### Records for this task

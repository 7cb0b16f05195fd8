//! Configuration types

use std::net::SocketAddr;
use std::path::Path;
use std::sync::LazyLock;
use std::time::Duration;

use regex::Regex;
use serde::{Deserialize, Serialize};
use tracing::info;

use sockbridge_core::{DEFAULT_SECRET, PASSWORD_ENV};

use crate::{default_settings_path, Result, SettingsError};

/// Smallest and largest chunk size, in KiB
const CHUNK_KB_RANGE: std::ops::RangeInclusive<usize> = 1..=1024;

/// Largest inbound frame queue per session
const MAX_CHANNEL_DEPTH: usize = 65536;

/// Largest inbound WebSocket message, in KiB (1 GiB)
const MAX_MESSAGE_KB: usize = 1024 * 1024;

/// Main settings structure
#[derive(Debug, Clone, Default, Serialize, Deserialize)]
pub struct Settings {
    /// Relay server settings
    #[serde(default)]
    pub server: ServerSettings,

    /// CONNECT proxy settings
    #[serde(default)]
    pub client: ClientSettings,
}

impl Settings {
    /// Load settings from the default path, or create defaults
    pub fn load_or_default() -> Result<Self> {
        Self::load_from(&default_settings_path())
    }

    /// Load settings from a specific path, or create defaults
    pub fn load_from(path: &Path) -> Result<Self> {
        if path.exists() {
            let content = std::fs::read_to_string(path).map_err(SettingsError::ReadError)?;
            let settings: Settings =
                serde_json::from_str(&content).map_err(SettingsError::ParseError)?;
            info!("Loaded settings from {:?}", path);
            Ok(settings)
        } else {
            Ok(Self::default())
        }
    }

    /// Save settings to a specific path
    pub fn save_to(&self, path: &Path) -> Result<()> {
        // Create parent directory if needed
        if let Some(parent) = path.parent() {
            if !parent.as_os_str().is_empty() && !parent.exists() {
                std::fs::create_dir_all(parent).map_err(SettingsError::CreateDirError)?;
            }
        }

        let content = serde_json::to_string_pretty(self).map_err(SettingsError::ParseError)?;
        std::fs::write(path, content).map_err(SettingsError::WriteError)?;
        info!("Saved settings to {:?}", path);
        Ok(())
    }

    /// Apply the `PASSWORD` environment variable
    pub fn apply_env(&mut self) {
        self.apply_env_with(|key| std::env::var(key).ok());
    }

    /// Apply environment overrides from an arbitrary lookup
    pub fn apply_env_with<F>(&mut self, lookup: F)
    where
        F: Fn(&str) -> Option<String>,
    {
        if let Some(password) = lookup(PASSWORD_ENV).filter(|p| !p.is_empty()) {
            self.server.password = password.clone();
            self.client.password = password;
        }
    }

    /// Check every section
    pub fn validate(&self) -> Result<()> {
        self.server.validate()?;
        self.client.validate()
    }
}

/// Relay server settings
#[derive(Debug, Clone, Serialize, Deserialize)]
pub struct ServerSettings {
    /// Listen address
    #[serde(default = "default_server_listen")]
    pub listen: String,

    /// Shared secret expected in `X-Password`
    #[serde(default = "default_password")]
    pub password: String,

    /// Destination dial timeout in seconds
    #[serde(default = "default_timeout")]
    pub connect_timeout_secs: u64,

    /// Bytes per TCP read, in KiB
    #[serde(default = "default_chunk_kb")]
    pub chunk_kb: usize,

    /// Inbound frames buffered per session
    #[serde(default = "default_channel_depth")]
    pub channel_depth: usize,

    /// Time allowed for the closing handshake, in milliseconds
    #[serde(default = "default_close_grace_ms")]
    pub close_grace_ms: u64,

    /// Largest inbound WebSocket message, in KiB
    #[serde(default = "default_max_message_kb")]
    pub max_message_kb: usize,
}

fn default_server_listen() -> String {
    "0.0.0.0:8080".to_string()
}

fn default_password() -> String {
    DEFAULT_SECRET.to_string()
}

fn default_timeout() -> u64 {
    30
}

fn default_chunk_kb() -> usize {
    64
}

fn default_channel_depth() -> usize {
    32
}

fn default_close_grace_ms() -> u64 {
    2000
}

fn default_max_message_kb() -> usize {
    16 * 1024
}

impl Default for ServerSettings {
    fn default() -> Self {
        Self {
            listen: default_server_listen(),
            password: default_password(),
            connect_timeout_secs: default_timeout(),
            chunk_kb: default_chunk_kb(),
            channel_depth: default_channel_depth(),
            close_grace_ms: default_close_grace_ms(),
            max_message_kb: default_max_message_kb(),
        }
    }
}

impl ServerSettings {
    pub fn listen_addr(&self) -> Result<SocketAddr> {
        self.listen
            .parse()
            .map_err(|_| SettingsError::Invalid(format!("listen address: {}", self.listen)))
    }

    pub fn connect_timeout(&self) -> Duration {
        Duration::from_secs(self.connect_timeout_secs)
    }

    pub fn close_grace(&self) -> Duration {
        Duration::from_millis(self.close_grace_ms)
    }

    pub fn chunk_size(&self) -> Result<usize> {
        kib_to_bytes("chunk_kb", self.chunk_kb)
    }

    pub fn max_message_size(&self) -> Result<usize> {
        kib_to_bytes("max_message_kb", self.max_message_kb)
    }

    pub fn validate(&self) -> Result<()> {
        self.listen_addr()?;
        if self.password.is_empty() {
            return Err(SettingsError::Invalid("server password is empty".to_string()));
        }
        if self.connect_timeout_secs == 0 {
            return Err(SettingsError::Invalid("connect_timeout_secs must be > 0".to_string()));
        }
        validate_chunk_kb(self.chunk_kb)?;
        if self.channel_depth == 0 || self.channel_depth > MAX_CHANNEL_DEPTH {
            return Err(SettingsError::Invalid(format!(
                "channel_depth must be 1-{}, got {}",
                MAX_CHANNEL_DEPTH, self.channel_depth
            )));
        }
        if self.max_message_kb == 0 || self.max_message_kb > MAX_MESSAGE_KB {
            return Err(SettingsError::Invalid(format!(
                "max_message_kb must be 1-{}, got {}",
                MAX_MESSAGE_KB, self.max_message_kb
            )));
        }
        Ok(())
    }
}

/// CONNECT proxy settings
#[derive(Debug, Clone, Serialize, Deserialize)]
pub struct ClientSettings {
    /// Local proxy port
    #[serde(default = "default_client_port")]
    pub listen_port: u16,

    /// Relay address, `host[:port][/path]`
    #[serde(default)]
    pub relay: String,

    /// Shared secret sent in `X-Password`
    #[serde(default = "default_password")]
    pub password: String,

    /// Bytes per TCP read (one WebSocket frame), in KiB
    #[serde(default = "default_chunk_kb")]
    pub chunk_kb: usize,

    /// Relay handshake timeout in seconds
    #[serde(default = "default_timeout")]
    pub dial_timeout_secs: u64,

    /// Use `ws://` instead of `wss://`
    #[serde(default)]
    pub insecure: bool,
}

fn default_client_port() -> u16 {
    8080
}

impl Default for ClientSettings {
    fn default() -> Self {
        Self {
            listen_port: default_client_port(),
            relay: String::new(),
            password: default_password(),
            chunk_kb: default_chunk_kb(),
            dial_timeout_secs: default_timeout(),
            insecure: false,
        }
    }
}

impl ClientSettings {
    pub fn dial_timeout(&self) -> Duration {
        Duration::from_secs(self.dial_timeout_secs)
    }

    pub fn chunk_size(&self) -> Result<usize> {
        kib_to_bytes("chunk_kb", self.chunk_kb)
    }

    /// An empty relay is allowed here; the `connect` command requires one.
    pub fn validate(&self) -> Result<()> {
        if self.listen_port == 0 {
            return Err(SettingsError::Invalid("listen_port must be 1-65535".to_string()));
        }
        if !self.relay.is_empty() {
            validate_relay(&self.relay)?;
        }
        validate_chunk_kb(self.chunk_kb)?;
        if self.dial_timeout_secs == 0 {
            return Err(SettingsError::Invalid("dial_timeout_secs must be > 0".to_string()));
        }
        Ok(())
    }
}

fn kib_to_bytes(name: &str, kib: usize) -> Result<usize> {
    kib.checked_mul(1024)
        .ok_or_else(|| SettingsError::Invalid(format!("{} is too large: {}", name, kib)))
}

fn validate_chunk_kb(chunk_kb: usize) -> Result<()> {
    if !CHUNK_KB_RANGE.contains(&chunk_kb) {
        return Err(SettingsError::Invalid(format!(
            "chunk_kb must be {}-{}, got {}",
            CHUNK_KB_RANGE.start(),
            CHUNK_KB_RANGE.end(),
            chunk_kb
        )));
    }
    Ok(())
}

/// Relay addresses accepted by the `connect` command
static RELAY_PATTERN: LazyLock<Regex> = LazyLock::new(|| {
    Regex::new(r"^[a-zA-Z0-9.-]+(:\d+)?(/.*)?$").expect("relay pattern is valid")
});

/// Check a relay address of the form `host[:port][/path]`.
///
/// The host is letters, digits, `.` and `-`. A port, when present, must
/// also fit in `1..=65535`.
pub fn validate_relay(relay: &str) -> Result<()> {
    let invalid = || SettingsError::Invalid(format!("relay address: {}", relay));

    let captures = RELAY_PATTERN.captures(relay).ok_or_else(invalid)?;
    if let Some(port) = captures.get(1) {
        match port.as_str()[1..].parse::<u16>() {
            Ok(p) if p > 0 => {}
            _ => return Err(invalid()),
        }
    }

    Ok(())
}

#[cfg(test)]
mod tests {
    use super::*;
    use std::path::PathBuf;

    fn temp_path(name: &str) -> PathBuf {
        std::env::temp_dir()
            .join(format!("sockbridge-settings-{}-{}", std::process::id(), name))
            .join("settings.json")
    }

    #[test]
    fn test_default_settings() {
        let settings = Settings::default();
        assert_eq!(settings.server.listen, "0.0.0.0:8080");
        assert_eq!(settings.server.password, DEFAULT_SECRET);
        assert_eq!(settings.server.connect_timeout(), Duration::from_secs(30));
        assert_eq!(settings.server.chunk_size().unwrap(), 64 * 1024);
        assert_eq!(settings.server.max_message_size().unwrap(), 16 * 1024 * 1024);
        assert_eq!(settings.client.listen_port, 8080);
        assert_eq!(settings.client.password, DEFAULT_SECRET);
        assert!(settings.client.relay.is_empty());
        assert!(settings.validate().is_ok());
    }

    #[test]
    fn test_env_password_overrides_both() {
        let mut settings = Settings::default();
        settings.apply_env_with(|key| (key == "PASSWORD").then(|| "s3cret".to_string()));
        assert_eq!(settings.server.password, "s3cret");
        assert_eq!(settings.client.password, "s3cret");
    }

    #[test]
    fn test_empty_env_password_is_ignored() {
        let mut settings = Settings::default();
        settings.apply_env_with(|_| Some(String::new()));
        assert_eq!(settings.server.password, DEFAULT_SECRET);

        settings.apply_env_with(|_| None);
        assert_eq!(settings.client.password, DEFAULT_SECRET);
    }

    #[test]
    fn test_partial_json_uses_defaults() {
        let json = r#"{"server": {"listen": "127.0.0.1:9000"}, "client": {"relay": "relay.example.com"}}"#;
        let settings: Settings = serde_json::from_str(json).unwrap();
        assert_eq!(settings.server.listen_addr().unwrap().port(), 9000);
        assert_eq!(settings.server.password, DEFAULT_SECRET);
        assert_eq!(settings.client.relay, "relay.example.com");
        assert_eq!(settings.client.chunk_kb, 64);
    }

    #[test]
    fn test_chunk_range() {
        let mut settings = Settings::default();
        settings.client.chunk_kb = 0;
        assert!(settings.validate().is_err());
        settings.client.chunk_kb = 1025;
        assert!(settings.validate().is_err());
        settings.client.chunk_kb = 1024;
        assert!(settings.validate().is_ok());

        settings.server.chunk_kb = 2048;
        assert!(settings.validate().is_err());
    }

    #[test]
    fn test_channel_depth_bounds() {
        let mut settings = Settings::default();
        settings.server.channel_depth = 0;
        assert!(settings.validate().is_err());
        settings.server.channel_depth = 65537;
        assert!(settings.validate().is_err());
        settings.server.channel_depth = usize::MAX;
        assert!(settings.validate().is_err());
        settings.server.channel_depth = 65536;
        assert!(settings.validate().is_ok());
    }

    #[test]
    fn test_max_message_bounds() {
        let mut settings = Settings::default();
        settings.server.max_message_kb = 1024 * 1024 + 1;
        assert!(settings.validate().is_err());
        settings.server.max_message_kb = 1024 * 1024;
        assert!(settings.validate().is_ok());
    }

    #[test]
    fn test_size_helpers_do_not_overflow() {
        let mut server = ServerSettings::default();
        server.max_message_kb = usize::MAX;
        assert!(matches!(server.max_message_size(), Err(SettingsError::Invalid(_))));
        server.chunk_kb = usize::MAX;
        assert!(server.chunk_size().is_err());

        let mut client = ClientSettings::default();
        client.chunk_kb = usize::MAX;
        assert!(client.chunk_size().is_err());
    }

    #[test]
    fn test_invalid_listen() {
        let mut settings = Settings::default();
        settings.server.listen = "not an address".to_string();
        assert!(matches!(settings.validate(), Err(SettingsError::Invalid(_))));
    }

    #[test]
    fn test_validate_relay() {
        assert!(validate_relay("relay.example.com").is_ok());
        assert!(validate_relay("relay-1.example.com:8443").is_ok());
        assert!(validate_relay("relay.example.com/tunnel/ws").is_ok());
        assert!(validate_relay("10.0.0.1:80/").is_ok());

        assert!(validate_relay("").is_err());
        assert!(validate_relay(":443").is_err());
        assert!(validate_relay("relay.example.com:").is_err());
        assert!(validate_relay("relay.example.com:abc").is_err());
        assert!(validate_relay("relay.example.com:70000").is_err());
        assert!(validate_relay("wss://relay.example.com").is_err());
        assert!(validate_relay("relay_example.com").is_err());
        assert!(validate_relay("relay example.com").is_err());
    }

    #[test]
    fn test_validate_relay_port_range() {
        assert!(validate_relay("relay.example.com:1").is_ok());
        assert!(validate_relay("relay.example.com:65535/ws").is_ok());

        // Digits match the address pattern but are still out of range
        assert!(validate_relay("relay.example.com:0").is_err());
        assert!(validate_relay("relay.example.com:65536").is_err());
        assert!(validate_relay("relay.example.com:99999999999").is_err());
    }

    #[test]
    fn test_save_and_load() {
        let path = temp_path("roundtrip");
        let mut settings = Settings::default();
        settings.server.password = "from-file".to_string();
        settings.client.relay = "relay.example.com:8443".to_string();
        settings.save_to(&path).unwrap();

        let loaded = Settings::load_from(&path).unwrap();
        assert_eq!(loaded.server.password, "from-file");
        assert_eq!(loaded.client.relay, "relay.example.com:8443");

        let _ = std::fs::remove_dir_all(path.parent().unwrap());
    }

    #[test]
    fn test_load_missing_file_gives_defaults() {
        let path = temp_path("missing");
        let settings = Settings::load_from(&path).unwrap();
        assert_eq!(settings.server.listen, "0.0.0.0:8080");
    }

    #[test]
    fn test_load_bad_json() {
        let path = temp_path("bad");
        std::fs::create_dir_all(path.parent().unwrap()).unwrap();
        std::fs::write(&path, "{ not json").unwrap();

        assert!(matches!(Settings::load_from(&path), Err(SettingsError::ParseError(_))));
        let _ = std::fs::remove_dir_all(path.parent().unwrap());
    }
}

### What you will do
What is the number of lines in the listing that include the word "info"? Give the number and no other text.

### Solution
3